Exercise aim:
From the first record to the last, write out each one exactly.

Material for this exercise:

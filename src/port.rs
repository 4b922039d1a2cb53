//! Port addressing, the port-type algebra, and connection records.

#![forbid(unsafe_code)]

use crate::rational::Rational;
use std::fmt;

/// Unique name of a process or cluster.
pub type Name = String;

/// Name of a port on a process.
pub type PortName = String;

/// Address of a port: which process, which port.
#[derive(Debug, Clone, PartialEq, Eq, Hash, PartialOrd, Ord)]
pub struct PortAddr {
    /// The process or cluster the port lives on.
    pub name: Name,
    /// The port on that process.
    pub port: PortName,
}

impl PortAddr {
    /// Build an address from a process name and port name.
    pub fn new(name: impl Into<Name>, port: impl Into<PortName>) -> Self {
        PortAddr {
            name: name.into(),
            port: port.into(),
        }
    }
}

impl fmt::Display for PortAddr {
    fn fmt(&self, f: &mut fmt::Formatter<'_>) -> fmt::Result {
        write!(f, "{}.{}", self.name, self.port)
    }
}

/// A directed link from an output-port address to an input-port address.
#[derive(Debug, Clone, PartialEq, Eq, Hash)]
pub struct Connection {
    /// The producing side.
    pub upstream: PortAddr,
    /// The consuming side.
    pub downstream: PortAddr,
}

impl Connection {
    /// Build a connection from the four address components.
    pub fn new(
        upstream_name: impl Into<Name>,
        upstream_port: impl Into<PortName>,
        downstream_name: impl Into<Name>,
        downstream_port: impl Into<PortName>,
    ) -> Self {
        Connection {
            upstream: PortAddr::new(upstream_name, upstream_port),
            downstream: PortAddr::new(downstream_name, downstream_port),
        }
    }

    /// Whether either endpoint lives on the named process.
    pub fn touches(&self, name: &str) -> bool {
        self.upstream.name == name || self.downstream.name == name
    }
}

impl fmt::Display for Connection {
    fn fmt(&self, f: &mut fmt::Formatter<'_>) -> fmt::Result {
        write!(f, "{} -> {}", self.upstream, self.downstream)
    }
}

/// String form of [`PortType::Any`].
pub const TYPE_ANY: &str = "any";
/// String form of [`PortType::DataDependent`].
pub const TYPE_DATA_DEPENDENT: &str = "data-dependent";
/// Prefix of the string form of [`PortType::FlowDependent`].
pub const TYPE_FLOW_DEPENDENT: &str = "flow-dependent";

/// The type carried by a port.
///
/// Concrete types are opaque strings compared byte-exact; the three special
/// forms are first-class in the connection algebra.
#[derive(Debug, Clone, PartialEq, Eq, Hash)]
pub enum PortType {
    /// Accepts or produces any concrete type.
    Any,
    /// Output type decided by the process during its own configuration.
    DataDependent,
    /// One of a family of ports sharing a tag; the whole family must
    /// resolve to a single concrete type at setup time.
    FlowDependent(String),
    /// A concrete type string.
    Concrete(String),
}

impl PortType {
    /// Shorthand for a concrete type.
    pub fn concrete(name: impl Into<String>) -> Self {
        PortType::Concrete(name.into())
    }

    /// Parse the string form. Anything that is not one of the recognized
    /// special forms is a concrete type.
    pub fn parse(s: &str) -> Self {
        if s == TYPE_ANY {
            return PortType::Any;
        }
        if s == TYPE_DATA_DEPENDENT {
            return PortType::DataDependent;
        }
        if let Some(rest) = s.strip_prefix(TYPE_FLOW_DEPENDENT) {
            if let Some(tag) = rest.strip_prefix('[').and_then(|t| t.strip_suffix(']')) {
                return PortType::FlowDependent(tag.to_string());
            }
        }
        PortType::Concrete(s.to_string())
    }

    /// Whether this is a flow-dependent family member.
    pub fn is_flow_dependent(&self) -> bool {
        matches!(self, PortType::FlowDependent(_))
    }

    /// Whether this type is settled enough to back an edge: concrete or any.
    pub fn is_resolved(&self) -> bool {
        matches!(self, PortType::Any | PortType::Concrete(_))
    }
}

impl fmt::Display for PortType {
    fn fmt(&self, f: &mut fmt::Formatter<'_>) -> fmt::Result {
        match self {
            PortType::Any => write!(f, "{}", TYPE_ANY),
            PortType::DataDependent => write!(f, "{}", TYPE_DATA_DEPENDENT),
            PortType::FlowDependent(tag) => write!(f, "{}[{}]", TYPE_FLOW_DEPENDENT, tag),
            PortType::Concrete(name) => write!(f, "{}", name),
        }
    }
}

/// Flags on a port. Only these four carry semantics in the core.
#[derive(Debug, Clone, Copy, Default, PartialEq, Eq)]
pub struct PortFlags {
    /// Output: the produced data is immutable.
    pub output_const: bool,
    /// Input: the consumer requires mutable data.
    pub input_mutable: bool,
    /// The port must be connected at setup time.
    pub required: bool,
    /// Input: the edge does not contribute to the dependency order.
    pub input_nodep: bool,
}

impl PortFlags {
    /// No flags set.
    pub const NONE: PortFlags = PortFlags {
        output_const: false,
        input_mutable: false,
        required: false,
        input_nodep: false,
    };

    /// Only `required` set.
    pub const REQUIRED: PortFlags = PortFlags {
        required: true,
        ..PortFlags::NONE
    };
}

/// Everything the builder needs to know about one port.
#[derive(Debug, Clone, PartialEq)]
pub struct PortInfo {
    /// The port's type.
    pub port_type: PortType,
    /// The port's flags.
    pub flags: PortFlags,
    /// Relative rate at which the port produces or consumes, if declared.
    pub frequency: Option<Rational>,
}

impl PortInfo {
    /// A port of the given type with no flags and unit frequency.
    pub fn new(port_type: PortType) -> Self {
        PortInfo {
            port_type,
            flags: PortFlags::NONE,
            frequency: Some(Rational::ONE),
        }
    }

    /// Replace the flags.
    pub fn with_flags(mut self, flags: PortFlags) -> Self {
        self.flags = flags;
        self
    }

    /// Replace the declared frequency.
    pub fn with_frequency(mut self, frequency: Option<Rational>) -> Self {
        self.frequency = frequency;
        self
    }
}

Task output:
filename src/port.rs
repository 4b922039d1a2cb53
//! Port addressing, the port-type algebra, and connection records.

#![forbid(unsafe_code)]

use crate::rational::Rational;
use std::fmt;

/// Unique name of a process or cluster.
pub type Name = String;

/// Name of a port on a process.
pub type PortName = String;

/// Address of a port: which process, which port.
#[derive(Debug, Clone, PartialEq, Eq, Hash, PartialOrd, Ord)]
pub struct PortAddr {
    /// The process or cluster the port lives on.
    pub name: Name,
    /// The port on that process.
    pub port: PortName,
}

impl PortAddr {
    /// Build an address from a process name and port name.
    pub fn new(name: impl Into<Name>, port: impl Into<PortName>) -> Self {
        PortAddr {
            name: name.into(),
            port: port.into(),
        }
    }
}

impl fmt::Display for PortAddr {
    fn fmt(&self, f: &mut fmt::Formatter<'_>) -> fmt::Result {
        write!(f, "{}.{}", self.name, self.port)
    }
}

/// A directed link from an output-port address to an input-port address.
#[derive(Debug, Clone, PartialEq, Eq, Hash)]
pub struct Connection {
    /// The producing side.
    pub upstream: PortAddr,
    /// The consuming side.
    pub downstream: PortAddr,
}

impl Connection {
    /// Build a connection from the four address components.
    pub fn new(
        upstream_name: impl Into<Name>,
        upstream_port: impl Into<PortName>,
        downstream_name: impl Into<Name>,
        downstream_port: impl Into<PortName>,
    ) -> Self {
        Connection {
            upstream: PortAddr::new(upstream_name, upstream_port),
            downstream: PortAddr::new(downstream_name, downstream_port),
        }
    }

    /// Whether either endpoint lives on the named process.
    pub fn touches(&self, name: &str) -> bool {
        self.upstream.name == name || self.downstream.name == name
    }
}

impl fmt::Display for Connection {
    fn fmt(&self, f: &mut fmt::Formatter<'_>) -> fmt::Result {
        write!(f, "{} -> {}", self.upstream, self.downstream)
    }
}

/// String form of [`PortType::Any`].
pub const TYPE_ANY: &str = "any";
/// String form of [`PortType::DataDependent`].
pub const TYPE_DATA_DEPENDENT: &str = "data-dependent";
/// Prefix of the string form of [`PortType::FlowDependent`].
pub const TYPE_FLOW_DEPENDENT: &str = "flow-dependent";

/// The type carried by a port.
///
/// Concrete types are opaque strings compared byte-exact; the three special
/// forms are first-class in the connection algebra.
#[derive(Debug, Clone, PartialEq, Eq, Hash)]
pub enum PortType {
    /// Accepts or produces any concrete type.
    Any,
    /// Output type decided by the process during its own configuration.
    DataDependent,
    /// One of a family of ports sharing a tag; the whole family must
    /// resolve to a single concrete type at setup time.
    FlowDependent(String),
    /// A concrete type string.
    Concrete(String),
}

impl PortType {
    /// Shorthand for a concrete type.
    pub fn concrete(name: impl Into<String>) -> Self {
        PortType::Concrete(name.into())
    }

    /// Parse the string form. Anything that is not one of the recognized
    /// special forms is a concrete type.
    pub fn parse(s: &str) -> Self {
        if s == TYPE_ANY {
            return PortType::Any;
        }
        if s == TYPE_DATA_DEPENDENT {
            return PortType::DataDependent;
        }
        if let Some(rest) = s.strip_prefix(TYPE_FLOW_DEPENDENT) {
            if let Some(tag) = rest.strip_prefix('[').and_then(|t| t.strip_suffix(']')) {
                return PortType::FlowDependent(tag.to_string());
            }
        }
        PortType::Concrete(s.to_string())
    }

    /// Whether this is a flow-dependent family member.
    pub fn is_flow_dependent(&self) -> bool {
        matches!(self, PortType::FlowDependent(_))
    }

    /// Whether this type is settled enough to back an edge: concrete or any.
    pub fn is_resolved(&self) -> bool {
        matches!(self, PortType::Any | PortType::Concrete(_))
    }
}

impl fmt::Display for PortType {
    fn fmt(&self, f: &mut fmt::Formatter<'_>) -> fmt::Result {
        match self {
            PortType::Any => write!(f, "{}", TYPE_ANY),
            PortType::DataDependent => write!(f, "{}", TYPE_DATA_DEPENDENT),
            PortType::FlowDependent(tag) => write!(f, "{}[{}]", TYPE_FLOW_DEPENDENT, tag),
            PortType::Concrete(name) => write!(f, "{}", name),
        }
    }
}

/// Flags on a port. Only these four carry semantics in the core.
#[derive(Debug, Clone, Copy, Default, PartialEq, Eq)]
pub struct PortFlags {
    /// Output: the produced data is immutable.
    pub output_const: bool,
    /// Input: the consumer requires mutable data.
    pub input_mutable: bool,
    /// The port must be connected at setup time.
    pub required: bool,
    /// Input: the edge does not contribute to the dependency order.
    pub input_nodep: bool,
}

impl PortFlags {
    /// No flags set.
    pub const NONE: PortFlags = PortFlags {
        output_const: false,
        input_mutable: false,
        required: false,
        input_nodep: false,
    };

    /// Only `required` set.
    pub const REQUIRED: PortFlags = PortFlags {
        required: true,
        ..PortFlags::NONE
    };
}

/// Everything the builder needs to know about one port.
#[derive(Debug, Clone, PartialEq)]
pub struct PortInfo {
    /// The port's type.
    pub port_type: PortType,
    /// The port's flags.
    pub flags: PortFlags,
    /// Relative rate at which the port produces or consumes, if declared.
    pub frequency: Option<Rational>,
}

impl PortInfo {
    /// A port of the given type with no flags and unit frequency.
    pub fn new(port_type: PortType) -> Self {
        PortInfo {
            port_type,
            flags: PortFlags::NONE,
            frequency: Some(Rational::ONE),
        }
    }

    /// Replace the flags.
    pub fn with_flags(mut self, flags: PortFlags) -> Self {
        self.flags = flags;
        self
    }

    /// Replace the declared frequency.
    pub fn with_frequency(mut self, frequency: Option<Rational>) -> Self {
        self.frequency = frequency;
        self
    }
}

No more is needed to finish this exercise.